The whole listing below is to be copied exactly.
Start of TASK INPUT
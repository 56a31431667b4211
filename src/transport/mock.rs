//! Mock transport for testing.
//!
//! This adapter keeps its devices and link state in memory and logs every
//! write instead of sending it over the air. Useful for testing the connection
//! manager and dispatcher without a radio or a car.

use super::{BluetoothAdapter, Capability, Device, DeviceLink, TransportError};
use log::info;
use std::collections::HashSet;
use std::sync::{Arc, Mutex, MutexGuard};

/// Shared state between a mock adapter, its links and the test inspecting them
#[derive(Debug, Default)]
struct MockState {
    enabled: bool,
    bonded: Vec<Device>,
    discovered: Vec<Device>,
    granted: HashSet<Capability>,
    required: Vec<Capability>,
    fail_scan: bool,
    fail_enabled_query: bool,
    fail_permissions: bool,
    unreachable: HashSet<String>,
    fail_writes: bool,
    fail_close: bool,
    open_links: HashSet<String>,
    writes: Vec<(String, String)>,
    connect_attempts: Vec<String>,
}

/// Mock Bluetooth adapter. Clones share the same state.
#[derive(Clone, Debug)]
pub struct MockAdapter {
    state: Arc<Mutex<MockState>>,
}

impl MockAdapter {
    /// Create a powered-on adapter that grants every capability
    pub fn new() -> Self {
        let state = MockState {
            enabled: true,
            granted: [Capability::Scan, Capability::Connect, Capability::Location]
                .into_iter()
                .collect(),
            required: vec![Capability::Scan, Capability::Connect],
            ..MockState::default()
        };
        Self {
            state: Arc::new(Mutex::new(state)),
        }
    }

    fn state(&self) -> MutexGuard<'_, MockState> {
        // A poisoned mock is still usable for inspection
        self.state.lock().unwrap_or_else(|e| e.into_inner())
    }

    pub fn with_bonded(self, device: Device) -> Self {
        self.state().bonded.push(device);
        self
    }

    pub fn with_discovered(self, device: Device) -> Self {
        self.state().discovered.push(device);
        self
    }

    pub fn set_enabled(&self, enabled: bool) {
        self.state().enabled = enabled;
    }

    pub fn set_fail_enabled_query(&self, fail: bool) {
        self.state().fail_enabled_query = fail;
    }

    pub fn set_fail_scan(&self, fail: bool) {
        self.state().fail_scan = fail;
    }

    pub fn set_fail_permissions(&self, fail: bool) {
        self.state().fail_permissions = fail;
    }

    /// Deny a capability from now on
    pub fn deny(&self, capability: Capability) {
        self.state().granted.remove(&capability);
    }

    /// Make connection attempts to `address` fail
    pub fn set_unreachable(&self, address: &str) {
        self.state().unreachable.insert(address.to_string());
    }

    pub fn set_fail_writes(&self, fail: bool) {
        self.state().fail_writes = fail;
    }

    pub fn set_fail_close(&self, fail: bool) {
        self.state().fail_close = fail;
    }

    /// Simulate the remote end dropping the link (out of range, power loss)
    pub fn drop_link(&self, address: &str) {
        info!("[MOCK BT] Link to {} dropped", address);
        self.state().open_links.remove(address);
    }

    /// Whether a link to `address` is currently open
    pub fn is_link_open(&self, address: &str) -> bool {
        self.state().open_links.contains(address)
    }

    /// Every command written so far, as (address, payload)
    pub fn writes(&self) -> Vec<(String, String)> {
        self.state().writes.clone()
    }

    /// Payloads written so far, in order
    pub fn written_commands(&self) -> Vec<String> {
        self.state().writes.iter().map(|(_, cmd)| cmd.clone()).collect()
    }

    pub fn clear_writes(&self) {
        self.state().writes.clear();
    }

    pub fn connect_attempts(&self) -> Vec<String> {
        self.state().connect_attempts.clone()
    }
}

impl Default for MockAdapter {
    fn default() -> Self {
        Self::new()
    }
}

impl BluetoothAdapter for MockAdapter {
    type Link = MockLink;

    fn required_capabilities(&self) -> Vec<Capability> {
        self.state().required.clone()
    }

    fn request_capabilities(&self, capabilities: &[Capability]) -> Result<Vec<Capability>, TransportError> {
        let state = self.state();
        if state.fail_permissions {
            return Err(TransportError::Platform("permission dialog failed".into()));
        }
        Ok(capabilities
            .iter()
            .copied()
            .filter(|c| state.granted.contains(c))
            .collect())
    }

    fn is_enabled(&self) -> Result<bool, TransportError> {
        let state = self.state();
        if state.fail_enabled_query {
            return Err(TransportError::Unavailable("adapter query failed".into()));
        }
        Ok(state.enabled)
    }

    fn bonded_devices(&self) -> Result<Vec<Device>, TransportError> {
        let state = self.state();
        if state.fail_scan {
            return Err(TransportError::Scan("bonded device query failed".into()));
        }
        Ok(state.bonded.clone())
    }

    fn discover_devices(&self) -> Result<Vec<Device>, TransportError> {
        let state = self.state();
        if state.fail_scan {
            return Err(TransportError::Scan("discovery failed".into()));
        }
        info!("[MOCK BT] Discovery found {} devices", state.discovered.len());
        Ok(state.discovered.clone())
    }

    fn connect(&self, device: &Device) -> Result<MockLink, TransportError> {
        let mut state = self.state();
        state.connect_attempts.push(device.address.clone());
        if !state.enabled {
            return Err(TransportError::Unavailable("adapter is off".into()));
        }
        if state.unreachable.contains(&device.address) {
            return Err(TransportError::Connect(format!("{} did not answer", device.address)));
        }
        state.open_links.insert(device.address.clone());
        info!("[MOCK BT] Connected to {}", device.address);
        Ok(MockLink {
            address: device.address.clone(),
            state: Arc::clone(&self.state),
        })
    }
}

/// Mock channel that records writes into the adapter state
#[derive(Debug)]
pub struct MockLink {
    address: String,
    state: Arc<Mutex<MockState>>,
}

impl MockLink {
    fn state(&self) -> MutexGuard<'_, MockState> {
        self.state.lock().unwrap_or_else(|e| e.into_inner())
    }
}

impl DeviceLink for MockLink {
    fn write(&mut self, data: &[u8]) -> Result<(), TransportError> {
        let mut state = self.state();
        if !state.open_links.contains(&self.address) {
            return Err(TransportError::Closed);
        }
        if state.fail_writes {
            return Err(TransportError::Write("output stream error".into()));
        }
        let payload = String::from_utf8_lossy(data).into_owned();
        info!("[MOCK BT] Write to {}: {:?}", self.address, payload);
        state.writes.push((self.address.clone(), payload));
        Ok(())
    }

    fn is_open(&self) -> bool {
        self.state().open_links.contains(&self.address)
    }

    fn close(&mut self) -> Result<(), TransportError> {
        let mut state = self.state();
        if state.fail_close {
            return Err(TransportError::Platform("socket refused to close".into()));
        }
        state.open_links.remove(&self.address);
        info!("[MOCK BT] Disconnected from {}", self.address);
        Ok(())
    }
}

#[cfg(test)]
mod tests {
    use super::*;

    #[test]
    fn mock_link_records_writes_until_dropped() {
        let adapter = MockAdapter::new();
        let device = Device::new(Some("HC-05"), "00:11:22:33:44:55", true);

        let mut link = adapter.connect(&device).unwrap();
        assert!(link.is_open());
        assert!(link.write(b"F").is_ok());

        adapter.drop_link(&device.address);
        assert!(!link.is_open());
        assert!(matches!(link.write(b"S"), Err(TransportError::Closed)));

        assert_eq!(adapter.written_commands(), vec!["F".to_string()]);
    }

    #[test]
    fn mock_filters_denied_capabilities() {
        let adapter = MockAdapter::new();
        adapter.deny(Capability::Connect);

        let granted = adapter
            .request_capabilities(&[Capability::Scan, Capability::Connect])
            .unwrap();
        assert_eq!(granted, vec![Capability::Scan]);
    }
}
End of TASK INPUT
# RESULT:
repository 56a31431667b4211
filename src/transport/mock.rs
//! Mock transport for testing.
//!
//! This adapter keeps its devices and link state in memory and logs every
//! write instead of sending it over the air. Useful for testing the connection
//! manager and dispatcher without a radio or a car.

use super::{BluetoothAdapter, Capability, Device, DeviceLink, TransportError};
use log::info;
use std::collections::HashSet;
use std::sync::{Arc, Mutex, MutexGuard};

/// Shared state between a mock adapter, its links and the test inspecting them
#[derive(Debug, Default)]
struct MockState {
    enabled: bool,
    bonded: Vec<Device>,
    discovered: Vec<Device>,
    granted: HashSet<Capability>,
    required: Vec<Capability>,
    fail_scan: bool,
    fail_enabled_query: bool,
    fail_permissions: bool,
    unreachable: HashSet<String>,
    fail_writes: bool,
    fail_close: bool,
    open_links: HashSet<String>,
    writes: Vec<(String, String)>,
    connect_attempts: Vec<String>,
}

/// Mock Bluetooth adapter. Clones share the same state.
#[derive(Clone, Debug)]
pub struct MockAdapter {
    state: Arc<Mutex<MockState>>,
}

impl MockAdapter {
    /// Create a powered-on adapter that grants every capability
    pub fn new() -> Self {
        let state = MockState {
            enabled: true,
            granted: [Capability::Scan, Capability::Connect, Capability::Location]
                .into_iter()
                .collect(),
            required: vec![Capability::Scan, Capability::Connect],
            ..MockState::default()
        };
        Self {
            state: Arc::new(Mutex::new(state)),
        }
    }

    fn state(&self) -> MutexGuard<'_, MockState> {
        // A poisoned mock is still usable for inspection
        self.state.lock().unwrap_or_else(|e| e.into_inner())
    }

    pub fn with_bonded(self, device: Device) -> Self {
        self.state().bonded.push(device);
        self
    }

    pub fn with_discovered(self, device: Device) -> Self {
        self.state().discovered.push(device);
        self
    }

    pub fn set_enabled(&self, enabled: bool) {
        self.state().enabled = enabled;
    }

    pub fn set_fail_enabled_query(&self, fail: bool) {
        self.state().fail_enabled_query = fail;
    }

    pub fn set_fail_scan(&self, fail: bool) {
        self.state().fail_scan = fail;
    }

    pub fn set_fail_permissions(&self, fail: bool) {
        self.state().fail_permissions = fail;
    }

    /// Deny a capability from now on
    pub fn deny(&self, capability: Capability) {
        self.state().granted.remove(&capability);
    }

    /// Make connection attempts to `address` fail
    pub fn set_unreachable(&self, address: &str) {
        self.state().unreachable.insert(address.to_string());
    }

    pub fn set_fail_writes(&self, fail: bool) {
        self.state().fail_writes = fail;
    }

    pub fn set_fail_close(&self, fail: bool) {
        self.state().fail_close = fail;
    }

    /// Simulate the remote end dropping the link (out of range, power loss)
    pub fn drop_link(&self, address: &str) {
        info!("[MOCK BT] Link to {} dropped", address);
        self.state().open_links.remove(address);
    }

    /// Whether a link to `address` is currently open
    pub fn is_link_open(&self, address: &str) -> bool {
        self.state().open_links.contains(address)
    }

    /// Every command written so far, as (address, payload)
    pub fn writes(&self) -> Vec<(String, String)> {
        self.state().writes.clone()
    }

    /// Payloads written so far, in order
    pub fn written_commands(&self) -> Vec<String> {
        self.state().writes.iter().map(|(_, cmd)| cmd.clone()).collect()
    }

    pub fn clear_writes(&self) {
        self.state().writes.clear();
    }

    pub fn connect_attempts(&self) -> Vec<String> {
        self.state().connect_attempts.clone()
    }
}

impl Default for MockAdapter {
    fn default() -> Self {
        Self::new()
    }
}

impl BluetoothAdapter for MockAdapter {
    type Link = MockLink;

    fn required_capabilities(&self) -> Vec<Capability> {
        self.state().required.clone()
    }

    fn request_capabilities(&self, capabilities: &[Capability]) -> Result<Vec<Capability>, TransportError> {
        let state = self.state();
        if state.fail_permissions {
            return Err(TransportError::Platform("permission dialog failed".into()));
        }
        Ok(capabilities
            .iter()
            .copied()
            .filter(|c| state.granted.contains(c))
            .collect())
    }

    fn is_enabled(&self) -> Result<bool, TransportError> {
        let state = self.state();
        if state.fail_enabled_query {
            return Err(TransportError::Unavailable("adapter query failed".into()));
        }
        Ok(state.enabled)
    }

    fn bonded_devices(&self) -> Result<Vec<Device>, TransportError> {
        let state = self.state();
        if state.fail_scan {
            return Err(TransportError::Scan("bonded device query failed".into()));
        }
        Ok(state.bonded.clone())
    }

    fn discover_devices(&self) -> Result<Vec<Device>, TransportError> {
        let state = self.state();
        if state.fail_scan {
            return Err(TransportError::Scan("discovery failed".into()));
        }
        info!("[MOCK BT] Discovery found {} devices", state.discovered.len());
        Ok(state.discovered.clone())
    }

    fn connect(&self, device: &Device) -> Result<MockLink, TransportError> {
        let mut state = self.state();
        state.connect_attempts.push(device.address.clone());
        if !state.enabled {
            return Err(TransportError::Unavailable("adapter is off".into()));
        }
        if state.unreachable.contains(&device.address) {
            return Err(TransportError::Connect(format!("{} did not answer", device.address)));
        }
        state.open_links.insert(device.address.clone());
        info!("[MOCK BT] Connected to {}", device.address);
        Ok(MockLink {
            address: device.address.clone(),
            state: Arc::clone(&self.state),
        })
    }
}

/// Mock channel that records writes into the adapter state
#[derive(Debug)]
pub struct MockLink {
    address: String,
    state: Arc<Mutex<MockState>>,
}

impl MockLink {
    fn state(&self) -> MutexGuard<'_, MockState> {
        self.state.lock().unwrap_or_else(|e| e.into_inner())
    }
}

impl DeviceLink for MockLink {
    fn write(&mut self, data: &[u8]) -> Result<(), TransportError> {
        let mut state = self.state();
        if !state.open_links.contains(&self.address) {
            return Err(TransportError::Closed);
        }
        if state.fail_writes {
            return Err(TransportError::Write("output stream error".into()));
        }
        let payload = String::from_utf8_lossy(data).into_owned();
        info!("[MOCK BT] Write to {}: {:?}", self.address, payload);
        state.writes.push((self.address.clone(), payload));
        Ok(())
    }

    fn is_open(&self) -> bool {
        self.state().open_links.contains(&self.address)
    }

    fn close(&mut self) -> Result<(), TransportError> {
        let mut state = self.state();
        if state.fail_close {
            return Err(TransportError::Platform("socket refused to close".into()));
        }
        state.open_links.remove(&self.address);
        info!("[MOCK BT] Disconnected from {}", self.address);
        Ok(())
    }
}

#[cfg(test)]
mod tests {
    use super::*;

    #[test]
    fn mock_link_records_writes_until_dropped() {
        let adapter = MockAdapter::new();
        let device = Device::new(Some("HC-05"), "00:11:22:33:44:55", true);

        let mut link = adapter.connect(&device).unwrap();
        assert!(link.is_open());
        assert!(link.write(b"F").is_ok());

        adapter.drop_link(&device.address);
        assert!(!link.is_open());
        assert!(matches!(link.write(b"S"), Err(TransportError::Closed)));

        assert_eq!(adapter.written_commands(), vec!["F".to_string()]);
    }

    #[test]
    fn mock_filters_denied_capabilities() {
        let adapter = MockAdapter::new();
        adapter.deny(Capability::Connect);

        let granted = adapter
            .request_capabilities(&[Capability::Scan, Capability::Connect])
            .unwrap();
        assert_eq!(granted, vec![Capability::Scan]);
    }
}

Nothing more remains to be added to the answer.